La casa permanecía polvoza, las cosas tiradas y las vigas repletas de telaraña. Avanzaron hasta llegar al marco de la puerta que lindaba con la cocina.
—Dicen que el señor Moncada tenía un pozo en medio de la cocina donde tenía un millón de abejas extrañas que alimentaba con la sangre de sus borregos que según eran personas convertidas en borregos. Según la vieja Moncada era bruja y por eso los mandaron a matar. La policía cerro el lugar, pero...
—Sí ya me sé ese cuento, cállate.
Aquel viento helado que venía de la cocina la paralizó. Sostenía con mano dura el candil que Oscar había traído de su casa. En la finca las ventanas estaban clavadas y selladas, el único espacio por donde entraba la luz era la puerta de enfrente. Diana Sánchez creyó que había sido una pésima idea, sin embargo el collar de Jesús crucificado y la imagen del divino niño, que su madre le regalo años atrás, le dio confianza para seguir usmeando.
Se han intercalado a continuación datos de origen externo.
// SPDX-FileCopyrightText: 2026 Sentryphish Contributors
// SPDX-License-Identifier: MIT OR Apache-2.0

//! Mock classification provider for deterministic testing.
//!
//! `MockProvider` implements `ProviderAdapter` with pre-configured analyses,
//! enabling fast, CI-runnable tests without external API calls.

use std::collections::VecDeque;
use std::sync::Arc;

use async_trait::async_trait;
use tokio::sync::Mutex;

use sentryphish_core::traits::adapter::PluginAdapter;
use sentryphish_core::traits::provider::ProviderAdapter;
use sentryphish_core::types::{AdapterType, HealthStatus, ProviderAnalysis};
use sentryphish_core::SentryError;

/// A queued outcome for the next `analyze` call.
enum MockOutcome {
    Analysis(ProviderAnalysis),
    Error(String),
}

/// A mock provider that returns pre-configured analyses.
///
/// Outcomes are popped from a FIFO queue. When the queue is empty,
/// a benign default analysis is returned. Error entries make the next
/// call fail, which exercises the detector's fallback chain.
pub struct MockProvider {
    name: String,
    outcomes: Arc<Mutex<VecDeque<MockOutcome>>>,
    calls: Arc<Mutex<Vec<String>>>,
}

impl MockProvider {
    /// Create a new mock provider with an empty outcome queue.
    pub fn new(name: impl Into<String>) -> Self {
        Self {
            name: name.into(),
            outcomes: Arc::new(Mutex::new(VecDeque::new())),
            calls: Arc::new(Mutex::new(Vec::new())),
        }
    }

    /// Queue a successful analysis for a future `analyze` call.
    pub async fn push_analysis(&self, analysis: ProviderAnalysis) {
        self.outcomes
            .lock()
            .await
            .push_back(MockOutcome::Analysis(analysis));
    }

    /// Queue an error for a future `analyze` call.
    pub async fn push_error(&self, message: impl Into<String>) {
        self.outcomes
            .lock()
            .await
            .push_back(MockOutcome::Error(message.into()));
    }

    /// Returns the contents analyzed so far, in call order.
    pub async fn calls(&self) -> Vec<String> {
        self.calls.lock().await.clone()
    }

    /// Builds a phishing analysis with the given confidence.
    pub fn phishing_analysis(confidence: f64) -> ProviderAnalysis {
        ProviderAnalysis {
            is_phishing: true,
            confidence,
            explanation: "mock phishing verdict".to_string(),
            suspicious_words: vec!["urgent".to_string()],
            suspicious_urls: vec![],
        }
    }

    /// Builds a benign analysis with the given confidence.
    pub fn safe_analysis(confidence: f64) -> ProviderAnalysis {
        ProviderAnalysis {
            is_phishing: false,
            confidence,
            explanation: "mock safe verdict".to_string(),
            suspicious_words: vec![],
            suspicious_urls: vec![],
        }
    }
}

#[async_trait]
impl PluginAdapter for MockProvider {
    fn name(&self) -> &str {
        &self.name
    }

    fn version(&self) -> semver::Version {
        semver::Version::new(0, 1, 0)
    }

    fn adapter_type(&self) -> AdapterType {
        AdapterType::Provider
    }

    async fn health_check(&self) -> Result<HealthStatus, SentryError> {
        Ok(HealthStatus::Healthy)
    }

    async fn shutdown(&self) -> Result<(), SentryError> {
        Ok(())
    }
}

#[async_trait]
impl ProviderAdapter for MockProvider {
    async fn analyze(&self, content: &str) -> Result<ProviderAnalysis, SentryError> {
        self.calls.lock().await.push(content.to_string());

        match self.outcomes.lock().await.pop_front() {
            Some(MockOutcome::Analysis(analysis)) => Ok(analysis),
            Some(MockOutcome::Error(message)) => Err(SentryError::Provider {
                message,
                source: None,
            }),
            None => Ok(Self::safe_analysis(0.8)),
        }
    }
}

#[cfg(test)]
mod tests {
    use super::*;

    #[tokio::test]
    async fn mock_provider_pops_outcomes_in_order() {
        let provider = MockProvider::new("mock");
        provider
            .push_analysis(MockProvider::phishing_analysis(0.9))
            .await;
        provider.push_error("simulated outage").await;

        let first = provider.analyze("first").await.unwrap();
        assert!(first.is_phishing);

        let second = provider.analyze("second").await;
        assert!(second.is_err());

        // Empty queue returns the benign default.
        let third = provider.analyze("third").await.unwrap();
        assert!(!third.is_phishing);

        assert_eq!(provider.calls().await, vec!["first", "second", "third"]);
    }
}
—Oscar—dijo ella en voz baja — no se come la comida que ha comprado en este último mes y los...
Diana descubrió la mesa llena de provisiones y cigarros. No había comida nada desde que vino a vivir a Trinchera. El señor Wessmer no comía nada o al menos eso pensaron.
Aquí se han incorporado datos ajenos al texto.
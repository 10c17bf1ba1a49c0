// SPDX-FileCopyrightText: 2026 Sentryphish Contributors
// SPDX-License-Identifier: MIT OR Apache-2.0

//! JSON-blob store backing history, sender lists, cache snapshots, and
//! runtime settings.
//!
//! One file per concern under the configured data directory. Missing or
//! corrupt files are logged and treated as empty rather than failing the
//! pipeline.

use std::path::{Path, PathBuf};

use async_trait::async_trait;
use sentryphish_alert::SenderLists;
use sentryphish_config::SentryConfig;
use sentryphish_core::{AdapterType, HealthStatus, PluginAdapter, SentryError, StorageAdapter};
use sentryphish_detector::CacheEntry;
use serde::de::DeserializeOwned;
use serde::{Deserialize, Serialize};
use tokio::sync::Mutex;
use tracing::{debug, warn};

use crate::history::HistoryEntry;

pub(crate) const HISTORY_FILE: &str = "history.json";
const SENDERS_FILE: &str = "senders.json";
const CACHE_FILE: &str = "cache.json";
const SETTINGS_FILE: &str = "settings.json";

/// Runtime toggles persisted across restarts.
///
/// Unknown or missing fields fall back to defaults on load, so older
/// settings files keep working.
#[derive(Debug, Clone, Serialize, Deserialize)]
pub struct RuntimeSettings {
    #[serde(default = "default_true")]
    pub monitoring_enabled: bool,
    #[serde(default = "default_true")]
    pub sound_enabled: bool,
    #[serde(default = "default_true")]
    pub vibration_enabled: bool,
    /// Persisted override for the configured scan interval. `None` keeps
    /// the interval from the monitor configuration.
    #[serde(default)]
    pub scan_interval_minutes: Option<u64>,
}

impl Default for RuntimeSettings {
    fn default() -> Self {
        Self {
            monitoring_enabled: true,
            sound_enabled: true,
            vibration_enabled: true,
            scan_interval_minutes: None,
        }
    }
}

fn default_true() -> bool {
    true
}

/// File-backed store for all persisted Sentryphish state.
pub struct JsonStore {
    data_dir: PathBuf,
    pub(crate) history: Mutex<Vec<HistoryEntry>>,
    pub(crate) history_cap: usize,
}

impl JsonStore {
    pub fn new(config: &SentryConfig) -> Self {
        Self {
            data_dir: PathBuf::from(&config.storage.data_dir),
            history: Mutex::new(Vec::new()),
            history_cap: config.storage.history_max_entries,
        }
    }

    /// Store rooted at an explicit directory.
    pub fn with_data_dir(data_dir: impl Into<PathBuf>, history_cap: usize) -> Self {
        Self {
            data_dir: data_dir.into(),
            history: Mutex::new(Vec::new()),
            history_cap,
        }
    }

    pub fn data_dir(&self) -> &Path {
        &self.data_dir
    }

    pub(crate) fn path(&self, file: &str) -> PathBuf {
        self.data_dir.join(file)
    }

    /// Reads a JSON blob, falling back to the default value when the file
    /// is missing or unparsable.
    pub(crate) async fn read_blob<T>(&self, file: &str) -> T
    where
        T: DeserializeOwned + Default,
    {
        let path = self.path(file);
        let bytes = match tokio::fs::read(&path).await {
            Ok(bytes) => bytes,
            Err(err) if err.kind() == std::io::ErrorKind::NotFound => {
                return T::default();
            }
            Err(err) => {
                warn!(path = %path.display(), error = %err, "failed to read store file");
                return T::default();
            }
        };
        match serde_json::from_slice(&bytes) {
            Ok(value) => value,
            Err(err) => {
                warn!(path = %path.display(), error = %err, "store file is corrupt, ignoring");
                T::default()
            }
        }
    }

    /// Serializes a value to its JSON blob file.
    pub(crate) async fn write_blob<T>(&self, file: &str, value: &T) -> Result<(), SentryError>
    where
        T: Serialize,
    {
        let path = self.path(file);
        let bytes = serde_json::to_vec_pretty(value).map_err(|err| SentryError::Storage {
            source: Box::new(err),
        })?;
        tokio::fs::write(&path, bytes)
            .await
            .map_err(|err| SentryError::Storage {
                source: Box::new(err),
            })?;
        debug!(path = %path.display(), "store file written");
        Ok(())
    }

    /// Loads the persisted sender lists.
    pub async fn load_senders(&self) -> SenderLists {
        self.read_blob(SENDERS_FILE).await
    }

    /// Persists the sender lists.
    pub async fn save_senders(&self, lists: &SenderLists) -> Result<(), SentryError> {
        self.write_blob(SENDERS_FILE, lists).await
    }

    /// Loads the detection cache snapshot. Expired entries are dropped by
    /// the cache itself at restore time.
    pub async fn load_cache(&self) -> Vec<(String, CacheEntry)> {
        self.read_blob(CACHE_FILE).await
    }

    /// Persists a detection cache snapshot.
    pub async fn save_cache(&self, snapshot: &[(String, CacheEntry)]) -> Result<(), SentryError> {
        self.write_blob(CACHE_FILE, &snapshot).await
    }

    /// Loads runtime settings, merging over defaults.
    pub async fn load_settings(&self) -> RuntimeSettings {
        self.read_blob(SETTINGS_FILE).await
    }

    /// Persists runtime settings.
    pub async fn save_settings(&self, settings: &RuntimeSettings) -> Result<(), SentryError> {
        self.write_blob(SETTINGS_FILE, settings).await
    }
}

#[async_trait]
impl PluginAdapter for JsonStore {
    fn name(&self) -> &str {
        "json-store"
    }

    fn version(&self) -> semver::Version {
        semver::Version::new(0, 1, 0)
    }

    fn adapter_type(&self) -> AdapterType {
        AdapterType::Storage
    }

    async fn health_check(&self) -> Result<HealthStatus, SentryError> {
        if self.data_dir.is_dir() {
            Ok(HealthStatus::Healthy)
        } else {
            Ok(HealthStatus::Unhealthy(format!(
                "data directory {} does not exist",
                self.data_dir.display()
            )))
        }
    }

    async fn shutdown(&self) -> Result<(), SentryError> {
        self.close().await
    }
}

#[async_trait]
impl StorageAdapter for JsonStore {
    /// Creates the data directory and loads the persisted history into
    /// memory.
    async fn initialize(&self) -> Result<(), SentryError> {
        tokio::fs::create_dir_all(&self.data_dir)
            .await
            .map_err(|err| SentryError::Storage {
                source: Box::new(err),
            })?;
        let mut entries: Vec<HistoryEntry> = self.read_blob(HISTORY_FILE).await;
        entries.truncate(self.history_cap);
        *self.history.lock().await = entries;
        debug!(data_dir = %self.data_dir.display(), "store initialized");
        Ok(())
    }

    /// Flushes the in-memory history to disk.
    async fn close(&self) -> Result<(), SentryError> {
        let entries = self.history.lock().await;
        self.write_blob(HISTORY_FILE, &*entries).await
    }
}

#[cfg(test)]
mod tests {
    use super::*;

    #[tokio::test]
    async fn initialize_creates_the_data_directory() {
        let dir = tempfile::tempdir().unwrap();
        let store = JsonStore::with_data_dir(dir.path().join("nested"), 100);
        store.initialize().await.unwrap();
        assert!(dir.path().join("nested").is_dir());
        assert_eq!(store.health_check().await.unwrap(), HealthStatus::Healthy);
    }

    #[tokio::test]
    async fn missing_files_load_as_empty_state() {
        let dir = tempfile::tempdir().unwrap();
        let store = JsonStore::with_data_dir(dir.path(), 100);
        store.initialize().await.unwrap();

        assert!(store.load_senders().await.is_empty());
        assert!(store.load_cache().await.is_empty());
        let settings = store.load_settings().await;
        assert!(settings.monitoring_enabled);
        assert_eq!(settings.scan_interval_minutes, None);
    }

    #[tokio::test]
    async fn corrupt_files_load_as_empty_state() {
        let dir = tempfile::tempdir().unwrap();
        let store = JsonStore::with_data_dir(dir.path(), 100);
        store.initialize().await.unwrap();
        tokio::fs::write(store.path(SENDERS_FILE), b"{ not json")
            .await
            .unwrap();

        assert!(store.load_senders().await.is_empty());
    }

    #[tokio::test]
    async fn sender_lists_round_trip() {
        let dir = tempfile::tempdir().unwrap();
        let store = JsonStore::with_data_dir(dir.path(), 100);
        store.initialize().await.unwrap();

        let mut lists = SenderLists::new();
        lists.add_block("spam@example.com");
        store.save_senders(&lists).await.unwrap();

        let loaded = store.load_senders().await;
        assert!(loaded.is_blocked("spam@example.com"));
    }

    #[tokio::test]
    async fn settings_round_trip_and_merge_over_defaults() {
        let dir = tempfile::tempdir().unwrap();
        let store = JsonStore::with_data_dir(dir.path(), 100);
        store.initialize().await.unwrap();

        let mut settings = RuntimeSettings::default();
        settings.monitoring_enabled = false;
        settings.scan_interval_minutes = Some(5);
        store.save_settings(&settings).await.unwrap();
        assert_eq!(store.load_settings().await.scan_interval_minutes, Some(5));

        // Drop a field to simulate an older settings file.
        tokio::fs::write(
            store.path(SETTINGS_FILE),
            br#"{"monitoring_enabled": false}"#,
        )
        .await
        .unwrap();

        let loaded = store.load_settings().await;
        assert!(!loaded.monitoring_enabled);
        assert!(loaded.sound_enabled);
        assert_eq!(loaded.scan_interval_minutes, None);
    }
}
—¿De donde salió este, señor? Se preguntó Oscar, a la vez que sentía temor en hablar muy fuerte.
Por un instante quizo decirle a Diana que salieran corriendo a contarle todo a los adultos, pero no lo hizo. Continuaron alumbrando la oscuridad que envolvía la finca de los Moncada.
—¿Dónde está el pozo? Dijo Diana.
—Por allá. Dijo Oscar apuntando con el índice.
Oscar se acerco a la boca del pozo. De la nada la sombra grande de un hombre empujó al muchacho hasta caer dentro de las aguas oscuras del pozo y revolver a los murciélagos que había dentro.
Diana Sánchez descubrío el horror. Los cuerpos de todas las niñas flotaban en las aguas sucias e infectadas de sapo. De Oscar no había ni rastro como si él pozo lo hubiese absorbido hasta lo más profundo.
—Ave maria llena eres de gracia...—Diana se volvió moviendo el candil del lado a otro—. El señor es contigo...
Empezó a rezar las palabras que su madre le había enseñado y todavía usaba aquel vestido anticuado que le bordó su abuela cuando cumplió quince años.
Las carcajadas de un hombre mayor resonaron por toda la casa. Luego apareció el señor Wessmer vestido de vaquero y Diana lo hubiese confundido con otro hombre, sino hubiera sido por la ropa. Lucia joven al igual que un muchacho de veinte años.
—¡Ayúdame, Diana! Exclamó Oscar desde el pozo.
Quizás era el muchacho, aunque el timbre de su voz sonaba quejumbroso.
"El sácate que almacenaron los Moncada, si llego hasta ahí lo puedo quemar..." pensó Diana Sánchez sin dejar de rezar, mientras el señor Wessmer se hacia una sombra cada vez más grande y unas alas espantosas de murciélago brotaban de su espalda.